A Free Man of Color - Barbara Hambly [12]
“And let people say he ran away?” contradicted Jacques unbelievingly. “I say eleven.”
“That’s William Granger?” Like everyone else who’d been following the escalating war of letters in the New Orleans Bee, January had pictured the railway speculator as, if not exactly a tobacco-spitting Kaintuck savage, at least the sort of hustling American businessman who came to New Orleans on the steamboats with shady credit and a pocket full of schemes to get rich quick. That might, he supposed, be the result of the man’s spelling, as demonstrated in his letters to the Bee’s editor, or the speed with which his accusations against the head of the city planning council had degenerated from allegations of taking bribes and passing information to speculators in rival railway schemes to imputations of private misconduct, dubious ancestry, and personal habits unsuited to a gentleman, to say the least.
Not that Councilman Bouille’s rebuttals had been any more dignified in tone, particularly after Granger had accused him of not even speaking good French.
January shook his head, and slid into the bright measures of Le Pantalon. The crowd swirled, coalesced, divided into double sets of couples in a rather elongated ring around the walls of the long ballroom. Creole with Creole, American with American, foreign French with foreign French.… Bonapartist with Bonapartist, for all he knew.
He saw the young Prussian fencing master emerge from the passageway to the other ballroom, the offending newspaper tucked under one arm, and scan the crowd, like a scar-faced, beak-nosed heron in Renaissance velvet and pearls. The purple pirate stepped through the curtain behind him and conferred with him rapidly—a silk scarf covered the corsair’s hair but nothing in the world could prevent his copper-colored Vandyke from looking anything but awful in contrast. Then Mayerling moved off through the crowd to speak with Granger, who had clearly brushed aside the encounter and was asking Agnes Pellicot if one of her daughters would favor him with a dance.
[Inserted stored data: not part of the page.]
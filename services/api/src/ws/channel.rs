//! The outbound half of a client connection.

use super::protocol::ServerMessage;
use tokio::sync::mpsc;
use tracing::debug;

/// Sends events to exactly one connected client.
///
/// Emitting on a cleared or closed channel is a no-op, so late provider
/// results for a departed client are dropped without error.
#[derive(Clone, Debug, Default)]
pub struct ClientChannel {
    tx: Option<mpsc::Sender<ServerMessage>>,
}

impl ClientChannel {
    pub fn new(tx: mpsc::Sender<ServerMessage>) -> Self {
        Self { tx: Some(tx) }
    }

    pub async fn emit(&self, msg: ServerMessage) {
        match &self.tx {
            Some(tx) => {
                if tx.send(msg).await.is_err() {
                    debug!("Client channel closed; dropping outbound event.");
                }
            }
            None => debug!("Client channel cleared; dropping outbound event."),
        }
    }

    /// Detaches the channel from its client.
    pub fn clear(&mut self) {
        self.tx = None;
    }
}
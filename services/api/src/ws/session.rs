//! Manages the primary WebSocket connection lifecycle for a voice session.

use super::{
    channel::ClientChannel,
    orchestrator::{EVENT_QUEUE_DEPTH, Orchestrator, SessionEvent},
    protocol::{ClientMessage, ServerMessage},
};
use crate::state::AppState;
use anyhow::Result;
use axum::{
    extract::{
        State,
        ws::{Message, WebSocket, WebSocketUpgrade},
    },
    response::Response,
};
use bytes::Bytes;
use futures_util::{
    SinkExt, StreamExt,
    stream::{SplitSink, SplitStream},
};
use std::sync::Arc;
use tokio::sync::mpsc;
use tracing::{Instrument, debug, error, info, instrument, warn};
use uuid::Uuid;

/// Outbound events buffered per client before the orchestrator waits on the socket.
const OUTBOUND_BUFFER: usize = 64;

/// Axum handler to upgrade an HTTP connection to a WebSocket.
pub async fn ws_handler(ws: WebSocketUpgrade, State(state): State<Arc<AppState>>) -> Response {
    ws.on_upgrade(|socket| handle_socket(socket, state))
}

/// Main handler for an individual WebSocket connection.
///
/// Every connection gets its own session id, registry entry and orchestrator
/// task. The socket's read half is pumped into the orchestrator's event queue
/// here; the write half is owned by a writer task fed through a channel.
#[instrument(name = "ws_session", skip_all, fields(session_id))]
async fn handle_socket(socket: WebSocket, state: Arc<AppState>) {
    let session_id = Uuid::new_v4();
    tracing::Span::current().record("session_id", session_id.to_string());
    info!("Client connected.");

    let record = state.registry.register(session_id).await;
    let (mut socket_tx, mut socket_rx) = socket.split();
    let (outbound_tx, mut outbound_rx) = mpsc::channel::<ServerMessage>(OUTBOUND_BUFFER);
    let (events_tx, events_rx) = mpsc::channel(EVENT_QUEUE_DEPTH);

    let writer = tokio::spawn(
        async move {
            while let Some(msg) = outbound_rx.recv().await {
                if let Err(e) = send_msg(&mut socket_tx, msg).await {
                    warn!(error = ?e, "Failed to write to client WebSocket.");
                    break;
                }
            }
            let _ = socket_tx.close().await;
        }
        .in_current_span(),
    );

    let client = ClientChannel::new(outbound_tx);
    client
        .emit(ServerMessage::SessionStarted { session_id })
        .await;

    let orchestrator = Orchestrator::new(
        session_id,
        state.services.clone(),
        client,
        events_tx.clone(),
        record,
    );
    let runtime = tokio::spawn(orchestrator.run(events_rx).in_current_span());

    if let Err(e) = read_client_messages(&mut socket_rx, &events_tx).await {
        error!(error = ?e, "Error receiving from client WebSocket.");
    }

    let _ = events_tx.send(SessionEvent::Disconnected).await;
    if let Err(e) = runtime.await {
        error!(error = ?e, "Session orchestrator task failed.");
    }
    // The orchestrator dropped the only outbound sender, so the writer drains and exits.
    let _ = writer.await;

    state.registry.remove(session_id).await;
    info!("WebSocket connection closed and session terminated.");
}

/// Translates client frames into session events until the client leaves.
async fn read_client_messages(
    socket_rx: &mut SplitStream<WebSocket>,
    events_tx: &mpsc::Sender<SessionEvent>,
) -> Result<()> {
    while let Some(msg_result) = socket_rx.next().await {
        let event = match msg_result? {
            Message::Binary(data) => {
                if !queue_audio(events_tx, data) {
                    break;
                }
                continue;
            }
            Message::Text(text) => match serde_json::from_str::<ClientMessage>(&text) {
                Ok(msg) => msg.into(),
                Err(e) => {
                    warn!(error = %e, "Ignoring unrecognized text message.");
                    continue;
                }
            },
            Message::Close(_) => {
                info!("Client sent close frame. Shutting down session.");
                break;
            }
            Message::Ping(_) | Message::Pong(_) => continue,
        };
        if events_tx.send(event).await.is_err() {
            break;
        }
    }
    Ok(())
}

/// Queues a mic frame without waiting. A full queue drops the frame, since
/// stale audio is worthless. Returns `false` once the orchestrator is gone.
fn queue_audio(events_tx: &mpsc::Sender<SessionEvent>, chunk: Bytes) -> bool {
    match events_tx.try_send(SessionEvent::Audio(chunk)) {
        Ok(()) => true,
        Err(mpsc::error::TrySendError::Full(_)) => {
            debug!("Session event queue full; dropping audio frame.");
            true
        }
        Err(mpsc::error::TrySendError::Closed(_)) => false,
    }
}

/// A helper function to serialize and send a `ServerMessage` to the client.
pub(crate) async fn send_msg(
    socket_tx: &mut SplitSink<WebSocket, Message>,
    msg: ServerMessage,
) -> Result<()> {
    let serialized = serde_json::to_string(&msg)?;
    socket_tx.send(Message::Text(serialized.into())).await?;
    Ok(())
}

#[cfg(test)]
mod tests {
    use super::*;

    #[tokio::test]
    async fn test_audio_dropped_when_event_queue_is_full() {
        let (events_tx, mut events_rx) = mpsc::channel(1);
        assert!(queue_audio(&events_tx, Bytes::from_static(b"first")));
        assert!(queue_audio(&events_tx, Bytes::from_static(b"second")));

        match events_rx.try_recv() {
            Ok(SessionEvent::Audio(chunk)) => assert_eq!(chunk, Bytes::from_static(b"first")),
            other => panic!("expected the first frame, got {:?}", other),
        }
        assert!(events_rx.try_recv().is_err());
    }

    #[tokio::test]
    async fn test_audio_reports_closed_session() {
        let (events_tx, events_rx) = mpsc::channel(1);
        drop(events_rx);
        assert!(!queue_audio(&events_tx, Bytes::from_static(b"late")));
    }
}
Agnes looked him up and down with an eye that would have killed a snap bean crop overnight and made excuses. January had heard his mother remark that her friend would have her work cut out for her to successfully dispose of Marie-Anne, Marie-Rose, Marie-Thérèse, and Marie-Niege, but Kaintucks were Kaintucks.
Her own protector having crossed over to join his fiancée in the Théâtre, Phlosine Seurat waved, and Mayerling joined her in a set with a very young, fair, chinless boy in a twenty-dollar gray velvet coat.
The tide of the music drew January in—the “tour des mains,” the “demi promenade,” the “chaine anglaise”—and for a time it, and the joy of the dancers, was all that existed for him. Hidden within the heart of the great rose of music, he could forget time and place, forget the sting of his cut lip and the white man who’d given it to him, who had the right by law to give it to him; forget the whole of this past half year. For as long as he could remember, music had been his refuge, when grief and pity and rage and incomprehension of the whole of the bleeding world overwhelmed him: It had been a retreat, like the gentle hypnotism of the Rosary. With the gaslight flickering softly on the keys and the subliminal rustle of petticoats in his ears, he could almost believe himself in Paris again, and happy.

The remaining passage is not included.